• [INSTRUCTIONS FOR THE TASK]
Please copy out the entries below exactly, beginning with the line that contains "filename benches/benches/lanes.rs" and ending with the line that contains "use declutter_separate::Span;", and include nothing outside that span.

• [INPUT DATA]

►

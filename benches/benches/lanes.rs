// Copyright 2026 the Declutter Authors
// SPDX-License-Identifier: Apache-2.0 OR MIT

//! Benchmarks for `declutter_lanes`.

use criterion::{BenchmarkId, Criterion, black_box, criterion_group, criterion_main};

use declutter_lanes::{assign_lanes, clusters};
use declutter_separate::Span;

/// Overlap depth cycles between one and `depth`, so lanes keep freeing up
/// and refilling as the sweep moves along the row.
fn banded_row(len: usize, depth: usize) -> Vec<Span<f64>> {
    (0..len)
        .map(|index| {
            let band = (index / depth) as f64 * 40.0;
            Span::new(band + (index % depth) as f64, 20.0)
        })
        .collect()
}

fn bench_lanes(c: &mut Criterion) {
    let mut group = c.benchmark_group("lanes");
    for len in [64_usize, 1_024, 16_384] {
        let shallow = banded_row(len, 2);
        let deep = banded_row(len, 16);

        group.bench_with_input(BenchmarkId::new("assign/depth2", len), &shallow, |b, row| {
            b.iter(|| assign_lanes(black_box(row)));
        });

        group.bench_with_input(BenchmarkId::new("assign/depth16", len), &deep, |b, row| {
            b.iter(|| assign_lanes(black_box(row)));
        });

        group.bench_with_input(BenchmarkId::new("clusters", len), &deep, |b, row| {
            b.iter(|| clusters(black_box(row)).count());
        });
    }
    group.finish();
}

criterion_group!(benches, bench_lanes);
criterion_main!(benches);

◄
►

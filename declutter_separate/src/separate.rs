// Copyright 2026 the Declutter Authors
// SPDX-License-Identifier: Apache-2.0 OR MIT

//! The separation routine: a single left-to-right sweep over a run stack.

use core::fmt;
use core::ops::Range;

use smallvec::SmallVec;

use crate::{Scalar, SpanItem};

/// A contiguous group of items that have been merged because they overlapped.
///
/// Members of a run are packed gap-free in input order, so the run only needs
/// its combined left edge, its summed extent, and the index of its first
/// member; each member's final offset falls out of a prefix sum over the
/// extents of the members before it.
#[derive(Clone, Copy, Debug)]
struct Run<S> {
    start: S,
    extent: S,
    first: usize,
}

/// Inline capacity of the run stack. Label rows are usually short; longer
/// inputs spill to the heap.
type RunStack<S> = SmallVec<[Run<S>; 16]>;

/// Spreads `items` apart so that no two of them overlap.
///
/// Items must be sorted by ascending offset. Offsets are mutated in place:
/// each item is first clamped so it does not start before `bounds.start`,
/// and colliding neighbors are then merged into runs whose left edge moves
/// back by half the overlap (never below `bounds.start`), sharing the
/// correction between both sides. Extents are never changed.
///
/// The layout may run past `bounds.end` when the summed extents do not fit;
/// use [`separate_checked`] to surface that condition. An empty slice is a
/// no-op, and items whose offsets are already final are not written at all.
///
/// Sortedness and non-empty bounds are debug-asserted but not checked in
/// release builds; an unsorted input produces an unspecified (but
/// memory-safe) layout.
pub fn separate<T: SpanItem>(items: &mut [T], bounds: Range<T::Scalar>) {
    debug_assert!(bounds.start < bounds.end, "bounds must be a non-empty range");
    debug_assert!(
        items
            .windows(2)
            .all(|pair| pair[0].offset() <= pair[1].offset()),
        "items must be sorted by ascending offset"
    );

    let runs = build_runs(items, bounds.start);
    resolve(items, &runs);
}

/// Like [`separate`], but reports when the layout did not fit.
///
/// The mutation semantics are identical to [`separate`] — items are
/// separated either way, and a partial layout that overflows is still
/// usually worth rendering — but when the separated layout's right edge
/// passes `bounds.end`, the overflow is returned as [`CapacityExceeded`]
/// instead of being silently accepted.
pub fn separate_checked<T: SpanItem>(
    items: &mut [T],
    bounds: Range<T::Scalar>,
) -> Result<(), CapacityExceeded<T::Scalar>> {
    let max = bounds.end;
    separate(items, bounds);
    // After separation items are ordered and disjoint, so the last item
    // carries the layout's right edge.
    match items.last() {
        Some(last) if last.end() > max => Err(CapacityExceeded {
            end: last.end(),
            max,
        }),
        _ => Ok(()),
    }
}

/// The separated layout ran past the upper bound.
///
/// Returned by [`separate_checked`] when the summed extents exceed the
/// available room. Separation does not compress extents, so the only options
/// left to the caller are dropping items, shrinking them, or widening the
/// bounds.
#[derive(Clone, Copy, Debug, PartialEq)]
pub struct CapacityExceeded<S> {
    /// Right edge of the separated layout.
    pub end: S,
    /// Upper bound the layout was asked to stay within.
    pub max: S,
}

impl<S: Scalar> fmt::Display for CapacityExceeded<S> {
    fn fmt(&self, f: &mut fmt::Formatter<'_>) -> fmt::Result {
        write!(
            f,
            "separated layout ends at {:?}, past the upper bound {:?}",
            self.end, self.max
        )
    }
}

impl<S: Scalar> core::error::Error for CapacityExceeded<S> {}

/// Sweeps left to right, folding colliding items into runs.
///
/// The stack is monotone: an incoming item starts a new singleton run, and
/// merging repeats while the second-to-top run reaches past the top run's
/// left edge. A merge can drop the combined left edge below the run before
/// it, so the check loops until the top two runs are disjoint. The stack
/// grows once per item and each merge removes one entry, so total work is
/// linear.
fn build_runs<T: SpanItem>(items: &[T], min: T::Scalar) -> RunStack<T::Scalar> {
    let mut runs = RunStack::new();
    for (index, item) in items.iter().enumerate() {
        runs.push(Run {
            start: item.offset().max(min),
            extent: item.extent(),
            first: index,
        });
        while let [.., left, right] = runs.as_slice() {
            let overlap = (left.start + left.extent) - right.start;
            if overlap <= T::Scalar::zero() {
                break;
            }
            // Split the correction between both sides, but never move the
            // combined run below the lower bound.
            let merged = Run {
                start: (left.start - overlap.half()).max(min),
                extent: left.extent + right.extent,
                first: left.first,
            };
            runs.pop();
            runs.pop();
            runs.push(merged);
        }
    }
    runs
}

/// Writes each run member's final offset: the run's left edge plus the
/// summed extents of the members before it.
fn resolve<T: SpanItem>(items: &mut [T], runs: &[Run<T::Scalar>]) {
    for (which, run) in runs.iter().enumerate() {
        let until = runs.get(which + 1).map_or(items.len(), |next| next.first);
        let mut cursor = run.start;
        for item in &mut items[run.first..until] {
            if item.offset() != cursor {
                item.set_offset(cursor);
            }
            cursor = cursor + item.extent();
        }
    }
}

◄

• [OUTPUT BELOW]
filename benches/benches/lanes.rs
// Copyright 2026 the Declutter Authors
// SPDX-License-Identifier: Apache-2.0 OR MIT

//! Benchmarks for `declutter_lanes`.

use criterion::{BenchmarkId, Criterion, black_box, criterion_group, criterion_main};

use declutter_lanes::{assign_lanes, clusters};
use declutter_separate::Span;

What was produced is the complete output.